//! Newtype IDs for type-safe entity references.
//!
//! Use the `define_id!` macro to create type-safe ID wrappers that prevent
//! accidentally mixing IDs from different entity types.

/// Macro to define a type-safe ID wrapper.
///
/// Creates a newtype wrapper around `i32` with:
/// - `Serialize`/`Deserialize` with `#[serde(transparent)]`
/// - `Debug`, `Clone`, `Copy`, `PartialEq`, `Eq`, `Hash`
/// - Conversion methods: `new()`, `as_i32()`
/// - `From<i32>` and `Into<i32>` implementations
/// - `sqlx` `Type`, `Encode`, and `Decode` implementations (with `postgres` feature)
///
/// # Example
///
/// ```rust
/// # use chequealo_core::define_id;
/// define_id!(GarageId);
/// define_id!(InspectionId);
///
/// let garage = GarageId::new(1);
/// let inspection = InspectionId::new(1);
///
/// // These are different types, so this won't compile:
/// // let _: GarageId = inspection;
/// ```
#[macro_export]
macro_rules! define_id {
    ($name:ident) => {
        #[derive(
            Debug,
            Clone,
            Copy,
            PartialEq,
            Eq,
            Hash,
            ::serde::Serialize,
            ::serde::Deserialize
        )]
        #[serde(transparent)]
        pub struct $name(i32);

        impl $name {
            /// Create a new ID from an i32 value.
            #[must_use]
            pub const fn new(id: i32) -> Self {
                Self(id)
            }

            /// Get the underlying i32 value.
            #[must_use]
            pub const fn as_i32(&self) -> i32 {
                self.0
            }
        }

        impl ::core::fmt::Display for $name {
            fn fmt(&self, f: &mut ::core::fmt::Formatter<'_>) -> ::core::fmt::Result {
                write!(f, "{}", self.0)
            }
        }

        impl From<i32> for $name {
            fn from(id: i32) -> Self {
                Self(id)
            }
        }

        impl From<$name> for i32 {
            fn from(id: $name) -> Self {
                id.0
            }
        }

        #[cfg(feature = "postgres")]
        impl ::sqlx::Type<::sqlx::Postgres> for $name {
            fn type_info() -> ::sqlx::postgres::PgTypeInfo {
                <i32 as ::sqlx::Type<::sqlx::Postgres>>::type_info()
            }

            fn compatible(ty: &::sqlx::postgres::PgTypeInfo) -> bool {
                <i32 as ::sqlx::Type<::sqlx::Postgres>>::compatible(ty)
            }
        }

        #[cfg(feature = "postgres")]
        impl<'r> ::sqlx::Decode<'r, ::sqlx::Postgres> for $name {
            fn decode(
                value: ::sqlx::postgres::PgValueRef<'r>,
            ) -> ::core::result::Result<Self, ::sqlx::error::BoxDynError> {
                let id = <i32 as ::sqlx::Decode<::sqlx::Postgres>>::decode(value)?;
                Ok(Self(id))
            }
        }

        #[cfg(feature = "postgres")]
        impl ::sqlx::Encode<'_, ::sqlx::Postgres> for $name {
            fn encode_by_ref(
                &self,
                buf: &mut ::sqlx::postgres::PgArgumentBuffer,
            ) -> ::std::result::Result<::sqlx::encode::IsNull, ::sqlx::error::BoxDynError> {
                <i32 as ::sqlx::Encode<::sqlx::Postgres>>::encode_by_ref(&self.0, buf)
            }
        }
    };
}

// Directory entities
define_id!(UserId);
define_id!(ShopId);
define_id!(ReviewId);
define_id!(ReplyId);
define_id!(ShopOwnerId);
define_id!(FavoriteId);
define_id!(ClaimRequestId);
define_id!(UpdateRequestId);

#[cfg(test)]
#[allow(clippy::unwrap_used)]
mod tests {
    use super::*;

    #[test]
    fn test_ids_serialize_transparently() {
        let id = ShopId::new(42);
        assert_eq!(serde_json::to_string(&id).unwrap(), "42");
        let parsed: ReviewId = serde_json::from_str("7").unwrap();
        assert_eq!(parsed.as_i32(), 7);
    }

    #[test]
    fn test_display_and_conversions() {
        let id = ClaimRequestId::from(9);
        assert_eq!(id.to_string(), "9");
        assert_eq!(i32::from(id), 9);
    }
}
# # # # #
**DIRECTIONS**
Copy every line from the records above that contains the word "ClaimRequestId".

**EXERCISE RESPONSE**
define_id!(ClaimRequestId);
        let id = ClaimRequestId::from(9);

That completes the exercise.